§ What the exercise asks: Output the full listing word for word.

━━ Available records ━━

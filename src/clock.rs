//! Reference time
//!
//! Aggregations never read the system clock themselves; callers pass the
//! reference date in. The HTTP layer owns a `Clock` and resolves "now" and
//! "today" from it. All calendar arithmetic is in UTC.

use chrono::{DateTime, NaiveDate, Utc};

/// Source of the current instant
pub trait Clock: Send + Sync {
    fn now(&self) -> DateTime<Utc>;

    /// Current calendar date (UTC)
    fn today(&self) -> NaiveDate {
        self.now().date_naive()
    }
}

/// Reads the system clock
#[derive(Debug, Clone, Copy, Default)]
pub struct SystemClock;

impl Clock for SystemClock {
    fn now(&self) -> DateTime<Utc> {
        Utc::now()
    }
}

/// Always returns the same instant
#[derive(Debug, Clone, Copy)]
pub struct FixedClock(pub DateTime<Utc>);

impl FixedClock {
    /// Pinned to noon UTC on `date`
    pub fn on(date: NaiveDate) -> Self {
        let noon = date.and_hms_opt(12, 0, 0).unwrap_or_default();
        Self(noon.and_utc())
    }
}

impl Clock for FixedClock {
    fn now(&self) -> DateTime<Utc> {
        self.0
    }
}

#[cfg(test)]
mod tests {
    use super::*;

    #[test]
    fn test_fixed_clock_today() {
        let date = NaiveDate::from_ymd_opt(2026, 10, 17).unwrap();
        let clock = FixedClock::on(date);
        assert_eq!(clock.today(), date);
        assert_eq!(clock.now().format("%H:%M").to_string(), "12:00");
    }

    #[test]
    fn test_system_clock_today_matches_now() {
        let clock = SystemClock;
        let before = Utc::now().date_naive();
        let today = clock.today();
        let after = Utc::now().date_naive();
        assert!(today == before || today == after);
    }
}
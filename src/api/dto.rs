//! Data Transfer Objects
//!
//! Query-string and response types that have no counterpart in the store.
//! Record bodies deserialize straight into the store's create and patch types.

use chrono::{DateTime, NaiveDate, Utc};
use serde::{Deserialize, Serialize};

use crate::aggregate::{
    day_bounds, DEFAULT_RECENT_LIMIT, DEFAULT_TREND_DAYS, MAX_RECENT_LIMIT, MAX_TREND_DAYS,
};
use crate::store::RecordFilter;
use crate::validation::{check_range, ValidationErrors};

pub const DEFAULT_LIST_LIMIT: i64 = 100;
pub const MAX_LIST_LIMIT: i64 = 500;

// ============================================
// QUERY PARAMETERS
// ============================================

/// Filters for listing workouts, meals and weights
#[derive(Debug, Default, Deserialize)]
pub struct ListParams {
    #[serde(default)]
    pub start_date: Option<NaiveDate>,
    #[serde(default)]
    pub end_date: Option<NaiveDate>,
    /// Category filter; ignored for weights
    #[serde(default, rename = "type", alias = "workout_type", alias = "meal_type")]
    pub kind: Option<String>,
    #[serde(default)]
    pub limit: Option<i64>,
}

impl ListParams {
    /// Validated limit, defaulting to `DEFAULT_LIST_LIMIT`
    pub fn limit(&self) -> Result<usize, ValidationErrors> {
        let limit = self.limit.unwrap_or(DEFAULT_LIST_LIMIT);
        check_range("limit", limit, 1, MAX_LIST_LIMIT)?;
        Ok(limit as usize)
    }

    /// Filter over whole UTC days for datetime-keyed records
    pub fn instant_filter(&self) -> Result<RecordFilter<DateTime<Utc>>, ValidationErrors> {
        let mut filter: RecordFilter<DateTime<Utc>> = RecordFilter::new().limit(self.limit()?);
        if let Some(start) = self.start_date {
            filter = filter.since(day_bounds(start).0);
        }
        if let Some(end) = self.end_date {
            filter = filter.until(day_bounds(end).1);
        }
        if let Some(kind) = &self.kind {
            filter = filter.category(kind.clone());
        }
        Ok(filter)
    }

    /// Filter for date-keyed records (weights)
    pub fn date_filter(&self) -> Result<RecordFilter<NaiveDate>, ValidationErrors> {
        let mut filter: RecordFilter<NaiveDate> = RecordFilter::new().limit(self.limit()?);
        if let Some(start) = self.start_date {
            filter = filter.since(start);
        }
        if let Some(end) = self.end_date {
            filter = filter.until(end);
        }
        Ok(filter)
    }
}

/// `?target_date=` for per-day views; defaults to today
#[derive(Debug, Default, Deserialize)]
pub struct DateParams {
    #[serde(default)]
    pub target_date: Option<NaiveDate>,
}

/// `?days=` for the weight trend
#[derive(Debug, Default, Deserialize)]
pub struct TrendParams {
    #[serde(default)]
    pub days: Option<i64>,
}

impl TrendParams {
    pub fn days(&self) -> Result<u32, ValidationErrors> {
        let days = self.days.unwrap_or(i64::from(DEFAULT_TREND_DAYS));
        check_range("days", days, 1, i64::from(MAX_TREND_DAYS))?;
        Ok(days as u32)
    }
}

/// `?limit=` for the recent-activity feed
#[derive(Debug, Default, Deserialize)]
pub struct RecentParams {
    #[serde(default)]
    pub limit: Option<i64>,
}

impl RecentParams {
    pub fn limit(&self) -> Result<usize, ValidationErrors> {
        let limit = self.limit.unwrap_or(DEFAULT_RECENT_LIMIT as i64);
        check_range("limit", limit, 1, MAX_RECENT_LIMIT as i64)?;
        Ok(limit as usize)
    }
}

// ============================================
// HEALTH DTOs
// ============================================

/// Root health check
#[derive(Debug, Serialize, Deserialize)]
pub struct ServiceHealth {
    pub status: String,
    pub service: String,
}

/// Versioned health check under the API prefix
#[derive(Debug, Serialize, Deserialize)]
pub struct VersionHealth {
    pub status: String,
    pub version: String,
}

/// Readiness probe detail
#[derive(Debug, Serialize, Deserialize)]
pub struct ReadinessResponse {
    pub status: String,
    pub store: String,
    pub uptime_seconds: u64,
}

━━━

§ Solution to this task:
filename src/clock.rs
//! Reference time
//!
//! Aggregations never read the system clock themselves; callers pass the
//! reference date in. The HTTP layer owns a `Clock` and resolves "now" and
//! "today" from it. All calendar arithmetic is in UTC.

use chrono::{DateTime, NaiveDate, Utc};

/// Source of the current instant
pub trait Clock: Send + Sync {
    fn now(&self) -> DateTime<Utc>;

    /// Current calendar date (UTC)
    fn today(&self) -> NaiveDate {
        self.now().date_naive()
    }
}

/// Reads the system clock
#[derive(Debug, Clone, Copy, Default)]
pub struct SystemClock;

impl Clock for SystemClock {
    fn now(&self) -> DateTime<Utc> {
        Utc::now()
    }
}

/// Always returns the same instant
#[derive(Debug, Clone, Copy)]
pub struct FixedClock(pub DateTime<Utc>);

impl FixedClock {
    /// Pinned to noon UTC on `date`
    pub fn on(date: NaiveDate) -> Self {
        let noon = date.and_hms_opt(12, 0, 0).unwrap_or_default();
        Self(noon.and_utc())
    }
}

impl Clock for FixedClock {
    fn now(&self) -> DateTime<Utc> {
        self.0
    }
}

#[cfg(test)]
mod tests {
    use super::*;

    #[test]
    fn test_fixed_clock_today() {
        let date = NaiveDate::from_ymd_opt(2026, 10, 17).unwrap();
        let clock = FixedClock::on(date);
        assert_eq!(clock.today(), date);
        assert_eq!(clock.now().format("%H:%M").to_string(), "12:00");
    }

    #[test]
    fn test_system_clock_today_matches_now() {
        let clock = SystemClock;
        let before = Utc::now().date_naive();
        let today = clock.today();
        let after = Utc::now().date_naive();
        assert!(today == before || today == after);
    }
}
filename src/api/dto.rs
//! Data Transfer Objects
//!
//! Query-string and response types that have no counterpart in the store.
//! Record bodies deserialize straight into the store's create and patch types.

use chrono::{DateTime, NaiveDate, Utc};
use serde::{Deserialize, Serialize};

use crate::aggregate::{
    day_bounds, DEFAULT_RECENT_LIMIT, DEFAULT_TREND_DAYS, MAX_RECENT_LIMIT, MAX_TREND_DAYS,
};
use crate::store::RecordFilter;
use crate::validation::{check_range, ValidationErrors};

pub const DEFAULT_LIST_LIMIT: i64 = 100;
pub const MAX_LIST_LIMIT: i64 = 500;

// ============================================
// QUERY PARAMETERS
// ============================================

/// Filters for listing workouts, meals and weights
#[derive(Debug, Default, Deserialize)]
pub struct ListParams {
    #[serde(default)]
    pub start_date: Option<NaiveDate>,
    #[serde(default)]
    pub end_date: Option<NaiveDate>,
    /// Category filter; ignored for weights
    #[serde(default, rename = "type", alias = "workout_type", alias = "meal_type")]
    pub kind: Option<String>,
    #[serde(default)]
    pub limit: Option<i64>,
}

impl ListParams {
    /// Validated limit, defaulting to `DEFAULT_LIST_LIMIT`
    pub fn limit(&self) -> Result<usize, ValidationErrors> {
        let limit = self.limit.unwrap_or(DEFAULT_LIST_LIMIT);
        check_range("limit", limit, 1, MAX_LIST_LIMIT)?;
        Ok(limit as usize)
    }

    /// Filter over whole UTC days for datetime-keyed records
    pub fn instant_filter(&self) -> Result<RecordFilter<DateTime<Utc>>, ValidationErrors> {
        let mut filter: RecordFilter<DateTime<Utc>> = RecordFilter::new().limit(self.limit()?);
        if let Some(start) = self.start_date {
            filter = filter.since(day_bounds(start).0);
        }
        if let Some(end) = self.end_date {
            filter = filter.until(day_bounds(end).1);
        }
        if let Some(kind) = &self.kind {
            filter = filter.category(kind.clone());
        }
        Ok(filter)
    }

    /// Filter for date-keyed records (weights)
    pub fn date_filter(&self) -> Result<RecordFilter<NaiveDate>, ValidationErrors> {
        let mut filter: RecordFilter<NaiveDate> = RecordFilter::new().limit(self.limit()?);
        if let Some(start) = self.start_date {
            filter = filter.since(start);
        }
        if let Some(end) = self.end_date {
            filter = filter.until(end);
        }
        Ok(filter)
    }
}

/// `?target_date=` for per-day views; defaults to today
#[derive(Debug, Default, Deserialize)]
pub struct DateParams {
    #[serde(default)]
    pub target_date: Option<NaiveDate>,
}

/// `?days=` for the weight trend
#[derive(Debug, Default, Deserialize)]
pub struct TrendParams {
    #[serde(default)]
    pub days: Option<i64>,
}

impl TrendParams {
    pub fn days(&self) -> Result<u32, ValidationErrors> {
        let days = self.days.unwrap_or(i64::from(DEFAULT_TREND_DAYS));
        check_range("days", days, 1, i64::from(MAX_TREND_DAYS))?;
        Ok(days as u32)
    }
}

/// `?limit=` for the recent-activity feed
#[derive(Debug, Default, Deserialize)]
pub struct RecentParams {
    #[serde(default)]
    pub limit: Option<i64>,
}

impl RecentParams {
    pub fn limit(&self) -> Result<usize, ValidationErrors> {
        let limit = self.limit.unwrap_or(DEFAULT_RECENT_LIMIT as i64);
        check_range("limit", limit, 1, MAX_RECENT_LIMIT as i64)?;
        Ok(limit as usize)
    }
}

// ============================================
// HEALTH DTOs
// ============================================

/// Root health check
#[derive(Debug, Serialize, Deserialize)]
pub struct ServiceHealth {
    pub status: String,
    pub service: String,
}

/// Versioned health check under the API prefix
#[derive(Debug, Serialize, Deserialize)]
pub struct VersionHealth {
    pub status: String,
    pub version: String,
}

/// Readiness probe detail
#[derive(Debug, Serialize, Deserialize)]
pub struct ReadinessResponse {
    pub status: String,
    pub store: String,
    pub uptime_seconds: u64,
}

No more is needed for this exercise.